In diesem Jahr ist es bei der Ortkirchensteuer zu einer gesetzlich vorgegebenen Veränderung gekommen, die dazu führt, dass Haushalte, in denen beide Ehepartner zur lutherischen Kirche gehören, jetzt zwei Bescheide erhalten. Dies wird begründet mit der Steuergerechtigkeit zwischen gemischtkonfessionellen Ehen oder Partnerschaften und solchen, bei denen beide Partner der gleichen Kirche angehören.

Die bisher übliche automatische Nichtveranlagung eines Ehepartners ist nicht mehr rechtens.

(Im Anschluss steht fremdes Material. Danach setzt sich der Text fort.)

// tests/supervise_wiring.rs
//
// `supervise_with` end to end: real watcher and filesystem layout, fake
// process backend.

use std::error::Error;
use std::fs;
use std::path::{Path, PathBuf};
use std::sync::Arc;

use anyhow::anyhow;
use grape::config::DEFAULT_NAMESPACE;
use grape::engine::ShutdownSignal;
use grape::errors::GrapeError;
use grape::fs::{FileSystem, RealFileSystem};
use grape::notice::Notice;
use grape::supervise_with;
use grape_test_utils::builders::{ConfigBuilder, NamespaceBuilder};
use grape_test_utils::fake_backend::{FakeProcessBackend, RecordingNotices};
use grape_test_utils::{init_tracing, wait_until, with_timeout};
use tempfile::tempdir;

type TestResult = Result<(), Box<dyn Error>>;

/// A project directory that cannot be listed.
#[derive(Debug)]
struct UnlistableFs;

impl FileSystem for UnlistableFs {
    fn read_to_string(&self, path: &Path) -> anyhow::Result<String> {
        Err(anyhow!("cannot read {path:?}"))
    }
    fn write(&self, path: &Path, _contents: &[u8]) -> anyhow::Result<()> {
        Err(anyhow!("cannot write {path:?}"))
    }
    fn exists(&self, _path: &Path) -> bool {
        true
    }
    fn is_file(&self, _path: &Path) -> bool {
        false
    }
    fn is_dir(&self, _path: &Path) -> bool {
        true
    }
    fn read_dir(&self, path: &Path) -> anyhow::Result<Vec<PathBuf>> {
        Err(anyhow!("permission denied listing {path:?}"))
    }
}

fn txt_config() -> grape::config::Config {
    ConfigBuilder::new()
        .with_namespace(
            DEFAULT_NAMESPACE,
            NamespaceBuilder::new("server").include("*.txt").exclude("vendor").build(),
        )
        .build()
}

#[tokio::test]
async fn registration_failure_stops_the_loop_and_returns_the_error() -> TestResult {
    init_tracing();
    let dir = tempdir()?;
    let backend = FakeProcessBackend::new();
    let notices = RecordingNotices::new();

    let result = with_timeout(supervise_with(
        &txt_config(),
        DEFAULT_NAMESPACE,
        dir.path(),
        Arc::new(UnlistableFs),
        backend.clone(),
        Box::new(notices.clone()),
        ShutdownSignal::new(),
    ))
    .await;

    let err = result.unwrap_err();
    assert!(matches!(err, GrapeError::Other(_)), "got {err:?}");
    assert!(err.to_string().contains("permission denied"), "{err}");

    // Whatever was started has been terminated again.
    assert_eq!(backend.alive(), 0);
    assert_eq!(backend.starts(), backend.terminates());
    assert_eq!(notices.count(&Notice::Stopped), 1);
    Ok(())
}

#[tokio::test]
async fn unknown_namespace_fails_before_starting() -> TestResult {
    init_tracing();
    let dir = tempdir()?;
    let backend = FakeProcessBackend::new();

    let err = supervise_with(
        &txt_config(),
        "api",
        dir.path(),
        Arc::new(RealFileSystem),
        backend.clone(),
        Box::new(RecordingNotices::new()),
        ShutdownSignal::new(),
    )
    .await
    .unwrap_err();

    assert!(matches!(err, GrapeError::NamespaceNotFound(_)));
    assert!(backend.ops().is_empty());
    Ok(())
}

#[tokio::test]
async fn runs_until_shutdown_and_restarts_on_change() -> TestResult {
    init_tracing();
    let dir = tempdir()?;
    let root = dir.path().canonicalize()?;
    fs::write(root.join("a.txt"), "a")?;

    let backend = FakeProcessBackend::new();
    let notices = RecordingNotices::new();
    let shutdown = ShutdownSignal::new();

    let task = {
        let (backend, notices, shutdown, root) =
            (backend.clone(), notices.clone(), shutdown.clone(), root.clone());
        tokio::spawn(async move {
            supervise_with(
                &txt_config(),
                DEFAULT_NAMESPACE,
                &root,
                Arc::new(RealFileSystem),
                backend,
                Box::new(notices),
                shutdown,
            )
            .await
        })
    };

    let b = backend.clone();
    wait_until("initial start", || b.starts() == 1).await;
    // Give registration a moment; the root is watched once it finishes.
    tokio::time::sleep(std::time::Duration::from_millis(200)).await;

    fs::File::create(root.join("b.txt"))?;
    let b = backend.clone();
    wait_until("restart for b.txt", || b.starts() >= 2).await;

    shutdown.trigger();
    with_timeout(task).await??;

    assert!(notices.snapshot().contains(&Notice::FileChanged("b.txt".into())));
    assert_eq!(backend.alive(), 0);
    assert_eq!(notices.count(&Notice::Stopped), 1);
    Ok(())
}
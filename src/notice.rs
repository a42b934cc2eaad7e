// src/notice.rs

//! User-visible lifecycle notices.

use std::fmt;

pub const RUN_NOTICE: &str = "🍇 now watching for changes ✨";
pub const STOP_NOTICE: &str = "🍇 stopped watching for changes, cleaning up... ✨";

#[derive(Debug, Clone, PartialEq, Eq)]
pub enum Notice {
    /// The managed process was (re)started.
    Started,
    /// A relevant file changed; a restart follows.
    FileChanged(String),
    /// Shutdown began; the managed process is being cleaned up.
    Stopped,
}

impl fmt::Display for Notice {
    fn fmt(&self, f: &mut fmt::Formatter<'_>) -> fmt::Result {
        match self {
            Notice::Started => f.write_str(RUN_NOTICE),
            Notice::FileChanged(path) => write!(f, "🍇 changed: {path}"),
            Notice::Stopped => f.write_str(STOP_NOTICE),
        }
    }
}

/// Where notices go. Formatting is up to the sink.
pub trait NoticeSink: Send {
    fn notice(&mut self, notice: &Notice);
}

/// Prints notices on stdout, interleaved with the child's own output.
#[derive(Debug, Clone, Copy, Default)]
pub struct ConsoleNotices;

impl NoticeSink for ConsoleNotices {
    fn notice(&mut self, notice: &Notice) {
        println!("{notice}");
    }
}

Sollten Sie also erstmals einen persönlichen Ortskirchensteuerbescheid erhalten haben, prüfen Sie bitte, ob die hier aufgeführten Möglichkeiten der Befreiung von der Zahlung für Sie zutreffen:

Sie können sich vom Kirchgeld befreien lassen, wenn Ihr Partner die lutherische Ortskirchensteuer bezahlt, Sie selbst aber kein eigenes Einkommen haben.

Schüler, Studenten, Auszubildende, Arbeitslosengeldempfänger, Freiwilligendienstleistende sowie Personen mit geringem Einkommen können sich von der Zahlung befreien lassen.

Außerdem kann jedes kirchgeldpflichtige Gemeindeglied, das im Vorjahr Landeskirchensteuer gezahlt hat, innerhalb einer Frist von einem Monat nach Zustellung des Kirchgeldbescheides auf schriftlichen Antrag die gezahlte Landeskirchensteuer auf das zu zahlende Kirchgeld anrechnen lassen.

Wenn Sie also einen Ortskirchgeldbescheid erhalten haben, aber aus obengenannten Gründen nicht zahlungspflichtig sind, melden Sie sich bitte zeitnah im Gemeindebüro.

Wir möchten auch hier noch einmal darauf hinweisen, dass für Menschen, die gerade in der aktuellen Pandemiesituation besonderen finanziellen Härten ausgesetzt sind, eine Niederschlagung der Forderung möglich ist. Auch in diesem Fall melden Sie sich bitte unter 05922 / 2352 oder persönlich im Büro an der Schüttorfer Straße 2.

Der vermehrte bürokratischen Aufwand, ist den gesetzlichen Vorgaben geschuldet und leider unvermeidlich.

Wir bedauern es, dass diese Veränderungen nicht im Vorfeld in geeigneter Weise allen Betroffenen mitgeteilt wurden. Dafür bitten wir um Entschuldigung. 

Unabhängig davon ist das Kirchgeld wichtig für die Finanzierung der vielfältigen Aufgaben der Kirchengemeinde, besonders in dieser Zeit, in der die Hilfen, die die Gemeinde gewähren kann, von besonderer Bedeutung sind, während gleichzeitig die finanziellen Zuwendungen geringer als erwartet ausfallen.